Is this free America, or East Germany circa 1985? By the way, she hardly made any money from the articles. The story continues:
“So far, she has only shared her story with friends and those close to her, but in light of the recent IRS scandal, she has decided to speak out.
“ ‘It was clear they didn’t like me criticizing the people who helped pass Obamacare,’ she said of the audit, later adding, ‘The IRS is very frightening.’
“In addition to creating stress and fear, Hendershott said that the experience came at a great emotional and financial expense for the family, noting that even after the audit the government sought more information from her.
“ ‘It was like they just couldn’t find what they wanted because they wanted more and more and more,’ she said.”
Pro-Israel groups
And as a Wall Street Journal editorial noted, the IRS also targeted pro-Israel groups:
“A Pennsylvania pro-Israel group called Z Street says it filed for 501(c)(3) status in December 2009, intending to operate purely as an educational group. Founder Lori Lowenthal Marcus says that its tax counsel called the IRS in July 2010 to check on the slow pace of approval, and the IRS acknowledged its targeted enforcement.
“Asked about the slow pace of approval, the IRS auditor on the case, Diane Gentry, said the application was taking so long because auditors were supposed to give special scrutiny to groups ‘connected with Israel.’ Ms. Marcus says Ms. Gentry further explained that many applications related to Israel had to be sent to ‘a special unit in D.C. to determine whether the organization’s activities contradict the Administration’s public policies.’ Z Street filed suit in August 2010 in federal court in Pennsylvania alleging ‘viewpoint discrimination,’ and its case has since been moved to Washington, D.C. Ms. Gentry did not return our phone calls.”
I checked out Z Street’s Web site. They have some new stuff about the IRS harassment:
“FINALLY! Two and a half years after filing a Complaint in federal court seeking relief from the Internal Revenue Service for viewpoint discrimination against our strongly pro-Israel organization, Z STREET has a hearing date in the District of Columbia federal district court on JULY 2, AT 2:30 P.M. Z STREET v. IRS (Douglas H. Shulman, IRS Commissioner)”
Now, is Z Street advancing a political position?
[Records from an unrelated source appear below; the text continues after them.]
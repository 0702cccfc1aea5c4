use crate::error::ApiError;
use thiserror::Error;

/// Crate-wide error type for every client operation.
///
/// Any non-2xx response from the service becomes [`NotifyError::Client`];
/// the remaining variants cover failures that happen before a response is
/// available (bad credentials, transport errors) or after it (bodies that do
/// not match the documented shape).
#[derive(Error, Debug)]
pub enum NotifyError {
    /// The service rejected the request with a non-success status
    #[error(transparent)]
    Client(#[from] ApiError),

    /// The API key could not be parsed; raised before any network call
    #[error("Invalid API key: {reason}")]
    InvalidApiKey { reason: String },

    /// Signing the per-request bearer token failed
    #[error("Failed to sign request token")]
    Token {
        #[source]
        source: jsonwebtoken::errors::Error,
    },

    /// Transport-level failure (connection refused, timeout, TLS, ...)
    #[error("HTTP request failed during {operation}")]
    Http {
        operation: String,
        #[source]
        source: reqwest::Error,
    },

    /// A successful response whose body did not match the expected shape
    #[error("Invalid response body for {operation}")]
    Decode {
        operation: String,
        #[source]
        source: serde_json::Error,
    },

    /// An id that would change the request path (empty, `.` or `..`)
    #[error("Invalid id '{id}': it cannot be used as a path segment")]
    InvalidId { id: String },

    /// Invalid client options such as a malformed base URL
    #[error("Configuration error: {message}")]
    Configuration { message: String },
}

impl NotifyError {
    pub fn invalid_api_key(reason: impl Into<String>) -> Self {
        Self::InvalidApiKey {
            reason: reason.into(),
        }
    }

    pub fn configuration(message: impl Into<String>) -> Self {
        Self::Configuration {
            message: message.into(),
        }
    }

    pub fn invalid_id(id: impl Into<String>) -> Self {
        Self::InvalidId { id: id.into() }
    }

    /// Returns the service error when this is a [`NotifyError::Client`]
    pub fn as_api_error(&self) -> Option<&ApiError> {
        match self {
            Self::Client(api_error) => Some(api_error),
            _ => None,
        }
    }

    /// HTTP status returned by the service, if a response was received
    pub fn status(&self) -> Option<u16> {
        self.as_api_error().map(ApiError::status)
    }
}

/// Type alias for Result with NotifyError to simplify function signatures
pub type NotifyResult<T> = Result<T, NotifyError>;
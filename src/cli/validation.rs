//! CLI argument validation functions
//!
//! Custom value parsers for arguments that clap cannot check on its own.

use crate::models::PersonalisationValue;
use std::fs;
use std::path::PathBuf;

/// Validate that a file path is accessible (exists and is readable)
pub fn validate_config_file_path(path_str: &str) -> Result<PathBuf, String> {
    validate_readable_file("Configuration", path_str)
}

/// Validate the PDF given to `send-precompiled-letter`
pub fn validate_pdf_path(path_str: &str) -> Result<PathBuf, String> {
    validate_readable_file("Letter", path_str)
}

fn validate_readable_file(kind: &str, path_str: &str) -> Result<PathBuf, String> {
    let path = PathBuf::from(path_str);

    if !path.exists() {
        return Err(format!("{} file does not exist: '{}'", kind, path_str));
    }

    if !path.is_file() {
        return Err(format!("{} path is not a file: '{}'", kind, path_str));
    }

    match fs::File::open(&path) {
        Ok(_) => Ok(path),
        Err(e) => Err(format!("Cannot read {} file '{}': {}", kind.to_lowercase(), path_str, e)),
    }
}

/// Parse one `-p` personalisation argument.
///
/// `key=value` always yields text; `key:=value` parses the value as JSON and
/// accepts only numbers and booleans, so `count:=3` and `urgent:=true` reach
/// the service unquoted.
pub fn parse_placeholder(arg: &str) -> Result<(String, PersonalisationValue), String> {
    let Some(eq) = arg.find('=') else {
        return Err(format!(
            "Personalisation must be KEY=VALUE or KEY:=JSON, got: '{}'",
            arg
        ));
    };

    let (key, raw, typed) = match arg[..eq].strip_suffix(':') {
        Some(key) => (key, &arg[eq + 1..], true),
        None => (&arg[..eq], &arg[eq + 1..], false),
    };

    let key = key.trim();
    if key.is_empty() {
        return Err(format!("Personalisation key cannot be empty: '{}'", arg));
    }

    if !typed {
        return Ok((key.to_string(), PersonalisationValue::Text(raw.to_string())));
    }

    let value = match serde_json::from_str::<serde_json::Value>(raw.trim()) {
        Ok(serde_json::Value::Number(n)) => PersonalisationValue::Number(n),
        Ok(serde_json::Value::Bool(b)) => PersonalisationValue::Bool(b),
        _ => {
            return Err(format!(
                "Value for '{}' must be a number or boolean when using ':=', got: '{}'",
                key, raw
            ));
        }
    };

    Ok((key.to_string(), value))
}

#[cfg(test)]
mod tests {
    use super::*;
    use tempfile::TempDir;

    #[test]
    fn test_config_file_path_validation() {
        let temp_dir = TempDir::new().unwrap();
        let file = temp_dir.path().join("notify.toml");
        fs::write(&file, "[client]\n").unwrap();

        assert!(validate_config_file_path(file.to_str().unwrap()).is_ok());
        assert!(validate_config_file_path(temp_dir.path().to_str().unwrap()).is_err());
        assert!(validate_config_file_path("/definitely/not/here.toml").is_err());
    }

    #[test]
    fn test_pdf_path_validation() {
        let err = validate_pdf_path("/definitely/not/here.pdf").unwrap_err();
        assert!(err.starts_with("Letter file does not exist"));
    }

    #[test]
    fn test_placeholder_text() {
        let (key, value) = parse_placeholder("name=someone").unwrap();
        assert_eq!(key, "name");
        assert_eq!(value, PersonalisationValue::Text("someone".to_string()));
    }

    #[test]
    fn test_placeholder_text_keeps_later_equals() {
        let (key, value) = parse_placeholder("query=a=b").unwrap();
        assert_eq!(key, "query");
        assert_eq!(value, PersonalisationValue::Text("a=b".to_string()));

        let (_, value) = parse_placeholder("empty=").unwrap();
        assert_eq!(value, PersonalisationValue::Text(String::new()));
    }

    #[test]
    fn test_placeholder_typed_values() {
        let (key, value) = parse_placeholder("count:=3").unwrap();
        assert_eq!(key, "count");
        assert_eq!(value, PersonalisationValue::from(3));

        let (_, value) = parse_placeholder("urgent:=true").unwrap();
        assert_eq!(value, PersonalisationValue::Bool(true));
    }

    #[test]
    fn test_placeholder_invalid() {
        let invalid = ["novalue", "=value", ":=3", "name:=someone", "list:=[1,2]"];

        for arg in invalid {
            assert!(parse_placeholder(arg).is_err(), "'{}' should be invalid", arg);
        }
    }
}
Or is it a religious position, based on its interpretation of the Bible? What should be allowed as a tax exemption, and what not?
The Real IRS
That’s the reality of the IRS. Perhaps, as Hiltzik writes, “The Internal Revenue Service is pretty durn good at its job.”
But its real “job” is to send “hither swarms of Officers to harrass our people, and eat out their substance.”
Hiltzik’s solution as to which groups should get tax exemptions:
“It’s about time the IRS subjected all of these outfits to scrutiny. The agency’s inaction has served the purposes of donors and political organizations on both sides of the aisle, and contributed to the explosive infection of the electoral process by big money from individuals and corporations.”
So the solution is his usual prescription: more government and more taxes.
My solution is different: Avoid the problem by getting ride of the IRS entirely, and the whole income tax system along with it. No taxes, no need for audits. And don’t “replace” it with the so-called “Fair Tax,” really an unfair national sales tax of more than 20 percent.
Instead, replace the income tax with nothing, and take a meat cleaver to spending.
That really is the choice: A gigantic government paid for by an IRS that has a “chilling” effect on free speech. Or no IRS and no income tax, leaving us free.